Nasty deaths predicted for millennials

Freemasons

Many millennials are forecast to die badly because our underfunded palliative care system is struggling on dwindling fundraising.

Experts say we already have a “postcode lottery” determining who dies in pain.

The scale of the problem contrasts with the provisions of the newly available End of Life Choice legislation.

The new legislation offers a fully-funded system to enable terminally ill people who meet exacting criteria to end their lives.

But, if a terminally ill person wants palliative care and to end their lives naturally and in comparative comfort, funding is chancy.

Much of it comes from the likes of selling strawberries and second hand clothes.

“Looking to the future is a nerve-wracking experience, as we see costs increasing but no sign of a commitment from Government to help us with the additional costs,” Mary Potter Hospice chief executive Brent Alderton​ says.

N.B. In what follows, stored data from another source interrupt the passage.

//! Concatenates the Sequencer's visiting order into one contiguous path,
//! filling gaps left by skipped or failed pairs with a fallback pathfinder.

use tracing::warn;

use crate::grid::{grid_to_real, EdgeLengthCm, Grid, GridCoord};
use crate::pathfinding::{euclidean, find_path, path_length, PathfindingAlgorithm};

#[derive(Debug, Clone, Default)]
pub struct FallbackStats {
    pub calls: usize,
    pub successes: usize,
    pub failures: usize,
}

pub struct AssembledPath {
    pub cells: Vec<GridCoord>,
    pub total_distance: f64,
    pub fallback: FallbackStats,
}

pub struct PathAssembler;

impl PathAssembler {
    /// Walk `order` (plus a closing edge back to `order[0]` when
    /// `include_return_to_start`), stitching `path_matrix[i][j]` segments
    /// together. Absent pairs are filled by a fallback pathfinder run with
    /// the distance threshold lifted; a fallback that finds nothing emits a
    /// two-cell direct connection so the output is always contiguous by
    /// index even when it's not physically contiguous.
    pub fn assemble(
        grid_with_poi: &Grid,
        pois: &[GridCoord],
        order: &[usize],
        path_matrix: &mut [Vec<Option<Vec<GridCoord>>>],
        distance_matrix: &mut [Vec<f64>],
        algorithm: PathfindingAlgorithm,
        diagonal: bool,
        include_return_to_start: bool,
    ) -> AssembledPath {
        let mut cells = Vec::new();
        let mut total_distance = 0.0;
        let mut fallback = FallbackStats::default();

        let mut pairs: Vec<(usize, usize)> = order.windows(2).map(|w| (w[0], w[1])).collect();
        if include_return_to_start {
            if let (Some(&last), Some(&first)) = (order.last(), order.first()) {
                pairs.push((last, first));
            }
        }

        for (k, &(i, j)) in pairs.iter().enumerate() {
            let (segment, distance) = match path_matrix[i][j].clone() {
                Some(path) => {
                    let d = distance_matrix[i][j];
                    (path, d)
                }
                None => {
                    fallback.calls += 1;
                    match find_path(grid_with_poi, pois[i], pois[j], algorithm, diagonal) {
                        Some(path) => {
                            fallback.successes += 1;
                            let d = path_length(&path);
                            path_matrix[i][j] = Some(path.clone());
                            distance_matrix[i][j] = d;
                            (path, d)
                        }
                        None => {
                            fallback.failures += 1;
                            let edge = grid_with_poi.edge_length_cm();
                            warn!(
                                poi_a = i,
                                poi_b = j,
                                a = ?physical(pois[i], edge),
                                b = ?physical(pois[j], edge),
                                "no fallback path found, emitting direct connection"
                            );
                            let d = euclidean(pois[i], pois[j]);
                            (vec![pois[i], pois[j]], d)
                        }
                    }
                }
            };

            append_segment(&mut cells, &segment, k == 0);
            total_distance += distance;
        }

        AssembledPath {
            cells,
            total_distance,
            fallback,
        }
    }
}

fn physical(c: GridCoord, edge: EdgeLengthCm) -> (f64, f64) {
    let p = grid_to_real(c, edge);
    (p.x, p.y)
}

fn append_segment(cells: &mut Vec<GridCoord>, segment: &[GridCoord], is_first: bool) {
    if segment.is_empty() {
        return;
    }
    if is_first {
        cells.extend_from_slice(segment);
    } else {
        cells.extend_from_slice(&segment[1..]);
    }
}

“It is ironic that the new end-of-life-choice service is fully funded and our hospice care funded less than 50 per cent.”

The hospice makes up the rest itself – from second-hand shops, bequests, donations, events and reserves.

This year’s Strawberry Festival fundraiser, however, was cancelled due to Covid-19. The Hospice already had a $100,000-plus deficit from last financial year.

Danielle van Dalen​ of the Maxim Institute says the need for palliative care in New Zealand is expected to increase by 50 percent in the next 20 years and double in the next 50 years.

The pandemic’s disruptions to fundraising have resulted in some palliative care services having to dip into savings for the first time, she said.

“If funding doesn’t go up, along with other things, more people will have bad deaths.”

Sue Sutherland, who is the general manager of marketing at Nurse Maude, says the Government provides about 70 percent of hospice service funds. Like the Wellington hospice, they have to fundraise the rest.

If the forecast increase for hospice palliative care becomes a reality, there would need to be a rise in Government funding “so everyone who needs palliative care can continue to receive it,” Sutherland says.

Health Minister Andrew Little says the Ministry of Health is already looking into improving the “equity and quality of palliative care…”.

Talks with those working in palliative care show there are already areas needing improvement, he says.

The Government funding for palliative is currently set at $490.7 million over four years.

It gave an additional $20m for four years in 2019 and a $7.3m boost in 2020 due to Covid-19.

College of General Practitioners medical director Bryan Betty (pictured) said the Government should have fully funded palliative care when it brought out the End of Life Choice Act.

He says the current underfunded palliative care system created an “uneven playing field”.

Funding to provide good quality, consistent palliative care is needed throughout New Zealand, he says.